• _YOUR TASK_:
Can you pull out each line of the data below that includes the word "mismatched"?

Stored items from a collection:

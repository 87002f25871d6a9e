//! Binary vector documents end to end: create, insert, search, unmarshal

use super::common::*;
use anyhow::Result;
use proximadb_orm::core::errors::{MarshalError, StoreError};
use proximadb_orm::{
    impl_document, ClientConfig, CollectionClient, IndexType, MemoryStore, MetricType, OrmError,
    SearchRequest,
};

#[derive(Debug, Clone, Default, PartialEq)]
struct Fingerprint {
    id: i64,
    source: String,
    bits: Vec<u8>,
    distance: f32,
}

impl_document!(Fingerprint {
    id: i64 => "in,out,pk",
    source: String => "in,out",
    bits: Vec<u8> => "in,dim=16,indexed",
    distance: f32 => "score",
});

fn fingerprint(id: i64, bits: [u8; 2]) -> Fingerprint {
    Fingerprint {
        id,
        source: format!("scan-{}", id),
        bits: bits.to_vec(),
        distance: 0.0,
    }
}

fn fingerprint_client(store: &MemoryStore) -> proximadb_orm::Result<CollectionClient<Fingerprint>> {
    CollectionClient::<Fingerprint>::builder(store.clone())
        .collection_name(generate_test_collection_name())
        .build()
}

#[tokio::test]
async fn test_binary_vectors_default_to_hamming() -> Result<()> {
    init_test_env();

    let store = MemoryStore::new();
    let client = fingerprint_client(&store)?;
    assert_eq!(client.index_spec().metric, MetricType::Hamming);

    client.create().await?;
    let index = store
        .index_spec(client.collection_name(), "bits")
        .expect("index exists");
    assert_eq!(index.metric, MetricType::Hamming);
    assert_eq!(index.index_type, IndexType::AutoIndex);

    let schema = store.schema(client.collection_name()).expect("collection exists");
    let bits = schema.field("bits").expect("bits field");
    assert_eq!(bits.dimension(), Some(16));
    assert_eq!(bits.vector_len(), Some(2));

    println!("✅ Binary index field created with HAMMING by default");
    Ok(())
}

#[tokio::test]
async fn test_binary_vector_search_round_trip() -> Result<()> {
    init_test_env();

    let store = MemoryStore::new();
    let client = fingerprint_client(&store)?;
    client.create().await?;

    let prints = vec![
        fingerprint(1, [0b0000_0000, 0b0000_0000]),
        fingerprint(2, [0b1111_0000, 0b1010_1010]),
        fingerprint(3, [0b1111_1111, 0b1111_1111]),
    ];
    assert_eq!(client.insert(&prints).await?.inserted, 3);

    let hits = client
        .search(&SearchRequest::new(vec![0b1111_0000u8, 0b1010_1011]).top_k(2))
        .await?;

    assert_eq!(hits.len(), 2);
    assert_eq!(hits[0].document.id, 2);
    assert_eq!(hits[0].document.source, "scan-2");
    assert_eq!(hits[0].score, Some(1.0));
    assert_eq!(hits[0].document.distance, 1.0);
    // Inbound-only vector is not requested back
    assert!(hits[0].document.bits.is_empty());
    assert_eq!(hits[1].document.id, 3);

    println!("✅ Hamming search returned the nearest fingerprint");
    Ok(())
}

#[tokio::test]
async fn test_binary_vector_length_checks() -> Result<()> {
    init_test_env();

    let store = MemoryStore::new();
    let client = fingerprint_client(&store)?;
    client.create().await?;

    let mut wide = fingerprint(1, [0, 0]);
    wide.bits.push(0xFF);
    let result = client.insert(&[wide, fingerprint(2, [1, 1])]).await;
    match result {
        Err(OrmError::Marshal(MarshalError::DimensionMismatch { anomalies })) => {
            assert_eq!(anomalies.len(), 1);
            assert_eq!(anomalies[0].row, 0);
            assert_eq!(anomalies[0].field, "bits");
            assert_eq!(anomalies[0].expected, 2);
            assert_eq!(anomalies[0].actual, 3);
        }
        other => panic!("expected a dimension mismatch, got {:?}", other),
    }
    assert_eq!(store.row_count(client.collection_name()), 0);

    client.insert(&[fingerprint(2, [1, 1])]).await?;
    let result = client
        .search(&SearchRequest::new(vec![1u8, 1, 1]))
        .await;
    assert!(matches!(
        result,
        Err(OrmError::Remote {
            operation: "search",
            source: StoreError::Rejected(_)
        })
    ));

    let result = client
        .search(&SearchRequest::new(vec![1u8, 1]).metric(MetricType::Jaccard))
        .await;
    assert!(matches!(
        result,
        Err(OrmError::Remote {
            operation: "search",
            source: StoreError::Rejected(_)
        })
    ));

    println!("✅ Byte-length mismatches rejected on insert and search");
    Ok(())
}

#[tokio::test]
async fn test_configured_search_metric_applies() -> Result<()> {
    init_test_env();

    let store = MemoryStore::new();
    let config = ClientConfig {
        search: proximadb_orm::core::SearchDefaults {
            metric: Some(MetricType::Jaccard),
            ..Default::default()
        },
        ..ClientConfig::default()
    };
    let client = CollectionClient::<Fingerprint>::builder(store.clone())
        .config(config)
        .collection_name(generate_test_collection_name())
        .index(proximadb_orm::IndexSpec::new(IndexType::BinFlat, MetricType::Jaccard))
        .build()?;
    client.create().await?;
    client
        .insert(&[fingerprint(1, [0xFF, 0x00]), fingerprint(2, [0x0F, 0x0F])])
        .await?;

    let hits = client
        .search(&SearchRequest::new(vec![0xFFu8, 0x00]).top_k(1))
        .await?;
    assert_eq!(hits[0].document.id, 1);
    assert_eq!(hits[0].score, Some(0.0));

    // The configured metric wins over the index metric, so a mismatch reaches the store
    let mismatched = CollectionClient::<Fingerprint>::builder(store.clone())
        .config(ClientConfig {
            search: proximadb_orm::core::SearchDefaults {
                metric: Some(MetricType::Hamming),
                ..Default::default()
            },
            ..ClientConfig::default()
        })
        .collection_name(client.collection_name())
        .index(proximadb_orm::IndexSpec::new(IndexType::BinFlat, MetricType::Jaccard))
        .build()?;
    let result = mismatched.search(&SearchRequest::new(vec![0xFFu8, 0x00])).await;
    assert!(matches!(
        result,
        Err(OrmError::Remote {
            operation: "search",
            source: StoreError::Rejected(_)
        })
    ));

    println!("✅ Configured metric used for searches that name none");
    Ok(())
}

• _ANSWER TO THE EXERCISE_:
    let mismatched = CollectionClient::<Fingerprint>::builder(store.clone())
    let result = mismatched.search(&SearchRequest::new(vec![0xFFu8, 0x00])).await;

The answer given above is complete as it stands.